In the wake of World War I, after toxic gases claimed more than one million military and civilian casualties, the Geneva Protocol of 1925 banned chemical warfare. Yet nearly 100 years later, governments continue to deploy poisonous weapons of mass destruction in battle — and against civilians.
PHR has conducted numerous investigations and a broad range of advocacy to stop the use of chemical weapons. Our vigorous calls for an updated chemical arms control agreement helped pass the 1993 Chemical Weapons Convention, which outlawed the production, stockpiling, and use of chemical weapons.
In the late 1980s and early 1990s, our investigations produced evidence that the Iraqi government had used mustard gas and, most likely, a lethal nerve agent against civilians in dozens of Kurdish villages. In Syria, we have repeatedly called out the Assad government for attacks on civilian populations with chlorine gas and suspected chemical weapons.
Health Impact of Chemical Weapons
Chemical weapons cause widespread death and permanent injury; children, the elderly, and the chronically ill are particularly vulnerable. PHR’s chemical weapons fact sheets describe the health impact of chemical agents and provide guidance to health professionals on how to identify, treat, and document exposure to chemical weapons.
Winds of Death
A PHR team traveled to the Turkey-Iraq border in 1988 to investigate claims that the government of Saddam Hussein had devastated Kurdish villages with poisonous gas. Our report “Winds of Death” provided evidence that Iraq had used mustard gas and, most likely, a lethal nerve agent in attacks on civilians in dozens of Kurdish villages. The revelation led to front-page coverage in the New York Times and prompted U.S. Senate hearings about chemical weapons.
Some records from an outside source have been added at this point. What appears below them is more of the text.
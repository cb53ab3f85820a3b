//! # Configuration Management
//!
//! This module handles loading and managing application configuration from multiple sources:
//! - TOML configuration files (config.toml)
//! - Environment variables (with APP_ prefix)
//! - Default values (built into the code)
//!
//! ## Key Rust Concepts Used:
//! - **Serde**: Serialization/deserialization between Rust structs and data formats
//! - **derive macros**: Automatically generate code for common traits
//! - **impl blocks**: Add methods to structs
//! - **Result<T, E>**: Error handling that forces you to handle potential failures
//!
//! ## Configuration Priority (highest to lowest):
//! 1. `HOST` / `PORT` (deployment platforms set these)
//! 2. Environment variables (`APP_SERVER__PORT`, `APP_AUDIO__SPEECH_THRESHOLD`, ...)
//! 3. Configuration file (config.toml)
//! 4. Default values (defined in the Default impl)
//!
//! Sections are separated from keys with a double underscore so that keys
//! containing underscores (`max_utterance_ms`) survive the mapping.

use crate::device::DevicePreference;
use crate::transcription::model::ModelSize;
use crate::transcription::SAMPLE_RATE;
use anyhow::Result;
use serde::{Deserialize, Serialize};
use std::env;

/// Upper bound on the job worker pool. Each worker can hold a decoded upload
/// in memory while it waits on the engine.
pub const MAX_WORKERS: usize = 16;

/// Main application configuration that contains all settings.
///
/// ## Why separate config structs:
/// Each component receives only its own section, which keeps the audio
/// pipeline testable without a full application config.
#[derive(Debug, Clone, Serialize, Deserialize)]
pub struct AppConfig {
    pub server: ServerConfig,
    pub models: ModelsConfig,
    pub audio: AudioConfig,
    pub jobs: JobsConfig,
    pub transcode: TranscodeConfig,
    pub upload: UploadConfig,
    pub performance: PerformanceConfig,
}

/// Server-specific configuration settings.
///
/// ## Common values:
/// - `host = "127.0.0.1"`: Only accept connections from localhost (development)
/// - `host = "0.0.0.0"`: Accept connections from any IP address (production)
#[derive(Debug, Clone, Serialize, Deserialize)]
pub struct ServerConfig {
    pub host: String,
    pub port: u16,
}

/// Speech model configuration.
///
/// ## Fields:
/// - `whisper_model`: tiny, base, small, medium, large, large-v2, large-v3
/// - `device`: auto, cpu, cuda, metal
/// - `language`: default language hint; `None` lets the model detect it
/// - `task`: `transcribe` or `translate` (to English)
#[derive(Debug, Clone, Serialize, Deserialize)]
pub struct ModelsConfig {
    pub whisper_model: String,
    pub device: String,
    #[serde(default)]
    pub language: Option<String>,
    pub task: String,
}

/// Voice activity segmentation settings for streaming sessions.
///
/// ## Tuning guidelines:
/// - A higher `speech_threshold` ignores more background noise but can clip
///   quiet speakers
/// - `silence_hangover_frames` trades latency (results arrive later) for
///   fewer mid-sentence cuts
/// - `max_utterance_ms` bounds memory and engine latency for people who
///   never pause
#[derive(Debug, Clone, Serialize, Deserialize)]
pub struct AudioConfig {
    /// Must equal the engine rate, [`SAMPLE_RATE`]
    pub sample_rate: u32,
    pub frame_duration_ms: u32,
    /// RMS level (0.0 to 1.0) above which a frame counts as speech
    pub speech_threshold: f32,
    pub speech_onset_frames: usize,
    pub silence_hangover_frames: usize,
    pub min_utterance_ms: u32,
    pub max_utterance_ms: u32,
}

/// Batch job settings.
///
/// `retention_seconds = 0` keeps finished jobs until restart.
#[derive(Debug, Clone, Serialize, Deserialize)]
pub struct JobsConfig {
    pub worker_count: usize,
    pub retention_seconds: u64,
    pub sweep_interval_seconds: u64,
}

/// External transcoder (ffmpeg) settings.
#[derive(Debug, Clone, Serialize, Deserialize)]
pub struct TranscodeConfig {
    pub ffmpeg_path: String,
    /// Upper bound for one batch conversion
    pub timeout_seconds: u64,
    /// ffmpeg demuxer used for streaming input unless the client overrides it
    pub stream_input_format: String,
    /// Capacity of the bounded channels between a session and its transcoder
    pub channel_capacity: usize,
}

/// Upload validation for the batch and synchronous endpoints.
#[derive(Debug, Clone, Serialize, Deserialize)]
pub struct UploadConfig {
    pub max_file_size_mb: u64,
    pub allowed_extensions: Vec<String>,
}

/// Performance tuning configuration.
#[derive(Debug, Clone, Serialize, Deserialize)]
pub struct PerformanceConfig {
    pub max_concurrent_sessions: usize,
}

impl Default for AppConfig {
    fn default() -> Self {
        Self {
            server: ServerConfig {
                host: "127.0.0.1".to_string(),
                port: 8000,
            },
            models: ModelsConfig {
                whisper_model: "small".to_string(),
                device: "auto".to_string(),
                language: None,
                task: "transcribe".to_string(),
            },
            audio: AudioConfig {
                sample_rate: SAMPLE_RATE,
                frame_duration_ms: 30,
                speech_threshold: 0.02,
                speech_onset_frames: 3,
                silence_hangover_frames: 17, // ~500ms at 30ms frames
                min_utterance_ms: 250,
                max_utterance_ms: 30_000,
            },
            jobs: JobsConfig {
                worker_count: 1,
                retention_seconds: 3600,
                sweep_interval_seconds: 60,
            },
            transcode: TranscodeConfig {
                ffmpeg_path: "ffmpeg".to_string(),
                timeout_seconds: 120,
                stream_input_format: "webm".to_string(),
                channel_capacity: 16,
            },
            upload: UploadConfig {
                max_file_size_mb: 50,
                allowed_extensions: ["mp3", "wav", "m4a", "flac", "ogg", "wma", "aac"]
                    .iter()
                    .map(|ext| ext.to_string())
                    .collect(),
            },
            performance: PerformanceConfig {
                max_concurrent_sessions: 10,
            },
        }
    }
}

impl AppConfig {
    /// Load configuration from defaults, `config.toml` and the environment.
    ///
    /// ## Environment Variable Examples:
    /// - `APP_SERVER__PORT=3000`: Override server port
    /// - `APP_MODELS__WHISPER_MODEL=base`: Override whisper model
    /// - `APP_JOBS__WORKER_COUNT=2`: Two batch workers
    /// - `HOST=0.0.0.0` / `PORT=3000`: Deployment platform overrides
    pub fn load() -> Result<Self> {
        let mut settings = config::Config::builder()
            .add_source(config::Config::try_from(&AppConfig::default())?)
            .add_source(config::File::with_name("config").required(false))
            .add_source(
                config::Environment::with_prefix("APP")
                    .prefix_separator("_")
                    .separator("__"),
            );

        if let Ok(host) = env::var("HOST") {
            settings = settings.set_override("server.host", host)?;
        }

        if let Ok(port) = env::var("PORT") {
            settings = settings.set_override("server.port", port)?;
        }

        let config = settings.build()?.try_deserialize()?;
        Ok(config)
    }

    /// Validate that the configuration values make sense.
    ///
    /// Catching configuration errors at startup gives one clear message
    /// instead of a confusing failure on the first request.
    pub fn validate(&self) -> Result<()> {
        if self.server.port == 0 {
            return Err(anyhow::anyhow!("Server port cannot be 0"));
        }

        self.models
            .whisper_model
            .parse::<ModelSize>()
            .map_err(|e| anyhow::anyhow!("Invalid models.whisper_model: {}", e))?;
        self.models
            .device
            .parse::<DevicePreference>()
            .map_err(|e| anyhow::anyhow!("Invalid models.device: {}", e))?;
        if !matches!(self.models.task.as_str(), "transcribe" | "translate") {
            return Err(anyhow::anyhow!(
                "models.task must be 'transcribe' or 'translate', got '{}'",
                self.models.task
            ));
        }

        self.audio.validate()?;

        if self.jobs.worker_count == 0 || self.jobs.worker_count > MAX_WORKERS {
            return Err(anyhow::anyhow!(
                "jobs.worker_count must be between 1 and {}",
                MAX_WORKERS
            ));
        }
        if self.jobs.sweep_interval_seconds == 0 {
            return Err(anyhow::anyhow!("jobs.sweep_interval_seconds must be greater than 0"));
        }

        if self.transcode.ffmpeg_path.trim().is_empty() {
            return Err(anyhow::anyhow!("transcode.ffmpeg_path cannot be empty"));
        }
        if self.transcode.timeout_seconds == 0 {
            return Err(anyhow::anyhow!("transcode.timeout_seconds must be greater than 0"));
        }
        if self.transcode.channel_capacity == 0 {
            return Err(anyhow::anyhow!("transcode.channel_capacity must be greater than 0"));
        }

        if !(1..=1000).contains(&self.upload.max_file_size_mb) {
            return Err(anyhow::anyhow!("upload.max_file_size_mb must be between 1 and 1000"));
        }
        if self.upload.allowed_extensions.is_empty() {
            return Err(anyhow::anyhow!("upload.allowed_extensions cannot be empty"));
        }

        if self.performance.max_concurrent_sessions == 0 {
            return Err(anyhow::anyhow!("Max concurrent sessions must be greater than 0"));
        }

        Ok(())
    }
}

impl AudioConfig {
    /// Samples in one frame.
    pub fn frame_samples(&self) -> usize {
        (self.sample_rate as usize * self.frame_duration_ms as usize) / 1000
    }

    /// Bytes in one frame of 16-bit mono PCM (960 at the defaults).
    pub fn frame_bytes(&self) -> usize {
        self.frame_samples() * 2
    }

    /// Byte length of `ms` milliseconds of 16-bit mono PCM.
    pub fn bytes_for_ms(&self, ms: u32) -> usize {
        (self.sample_rate as usize * ms as usize / 1000) * 2
    }

    fn validate(&self) -> Result<()> {
        if self.sample_rate != SAMPLE_RATE {
            return Err(anyhow::anyhow!(
                "audio.sample_rate must be {} (the engine's input rate), got {}",
                SAMPLE_RATE,
                self.sample_rate
            ));
        }
        if !matches!(self.frame_duration_ms, 10 | 20 | 30) {
            return Err(anyhow::anyhow!(
                "audio.frame_duration_ms must be 10, 20 or 30, got {}",
                self.frame_duration_ms
            ));
        }
        if !(self.speech_threshold > 0.0 && self.speech_threshold < 1.0) {
            return Err(anyhow::anyhow!("audio.speech_threshold must be in (0, 1)"));
        }
        if self.speech_onset_frames == 0 || self.silence_hangover_frames == 0 {
            return Err(anyhow::anyhow!(
                "audio.speech_onset_frames and audio.silence_hangover_frames must be at least 1"
            ));
        }
        if self.max_utterance_ms <= self.min_utterance_ms {
            return Err(anyhow::anyhow!(
                "audio.max_utterance_ms must be greater than audio.min_utterance_ms"
            ));
        }
        if self.max_utterance_ms < self.frame_duration_ms {
            return Err(anyhow::anyhow!("audio.max_utterance_ms must cover at least one frame"));
        }
        Ok(())
    }
}

impl UploadConfig {
    pub fn max_bytes(&self) -> usize {
        self.max_file_size_mb as usize * 1024 * 1024
    }

    /// Lower-cased extension of `filename` if it is on the allow list.
    pub fn allowed_extension(&self, filename: &str) -> Option<String> {
        let ext = std::path::Path::new(filename)
            .extension()?
            .to_str()?
            .to_lowercase();
        self.allowed_extensions
            .iter()
            .any(|allowed| allowed.trim_start_matches('.').eq_ignore_ascii_case(&ext))
            .then_some(ext)
    }
}

#[cfg(test)]
mod tests {
    use super::*;

    #[test]
    fn test_default_config() {
        let config = AppConfig::default();
        assert_eq!(config.server.host, "127.0.0.1");
        assert_eq!(config.server.port, 8000);
        assert_eq!(config.jobs.retention_seconds, 3600);
        assert!(config.validate().is_ok());
    }

    #[test]
    fn test_config_validation() {
        let mut config = AppConfig::default();
        config.server.port = 0;
        assert!(config.validate().is_err());

        let mut config = AppConfig::default();
        config.jobs.worker_count = MAX_WORKERS + 1;
        assert!(config.validate().is_err());

        let mut config = AppConfig::default();
        config.audio.frame_duration_ms = 25;
        assert!(config.validate().is_err());

        let mut config = AppConfig::default();
        config.audio.max_utterance_ms = config.audio.min_utterance_ms;
        assert!(config.validate().is_err());

        let mut config = AppConfig::default();
        config.models.whisper_model = "gigantic".to_string();
        assert!(config.validate().is_err());
    }

    #[test]
    fn test_sample_rate_must_match_engine() {
        let mut config = AppConfig::default();
        config.audio.sample_rate = 8000;
        let err = config.validate().unwrap_err();
        assert!(err.to_string().contains("audio.sample_rate"), "{}", err);

        config.audio.sample_rate = 48_000;
        assert!(config.validate().is_err());

        config.audio.sample_rate = SAMPLE_RATE;
        assert!(config.validate().is_ok());
    }

    #[test]
    fn test_frame_geometry() {
        let audio = AppConfig::default().audio;
        assert_eq!(audio.frame_samples(), 480);
        assert_eq!(audio.frame_bytes(), 960);
        assert_eq!(audio.bytes_for_ms(1000), 32_000);
    }

    #[test]
    fn test_allowed_extension() {
        let upload = AppConfig::default().upload;
        assert_eq!(upload.allowed_extension("talk.WAV"), Some("wav".to_string()));
        assert_eq!(upload.allowed_extension("notes.txt"), None);
        assert_eq!(upload.allowed_extension("no_extension"), None);
        assert_eq!(upload.max_bytes(), 50 * 1024 * 1024);
    }
}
A team of PHR physicians led a fact-finding investigation in Tbilisi, Georgia (then part of the Soviet Union) in May 1989 in response to allegations that toxic gas or gases had been used by troops from the Soviet Ministries of Defense on April 9, 1989. The findings were compiled in PHR’s report “Bloody Sunday.”
Middle East Watch (now Human Rights Watch) and PHR sent a delegation to northern Iraq in December 1991 to observe and assist in the exhumation, identification, and determination of the probable cause and manner of death of people interred in mass graves and in single, unmarked graves. PHR’s report “Unquiet Graves” found that Saddam Hussein’s government and his Ba’ath party were responsible not only for gassing, deporting, and massacring Kurds, but also for destroying some 4,000 Kurdish villages.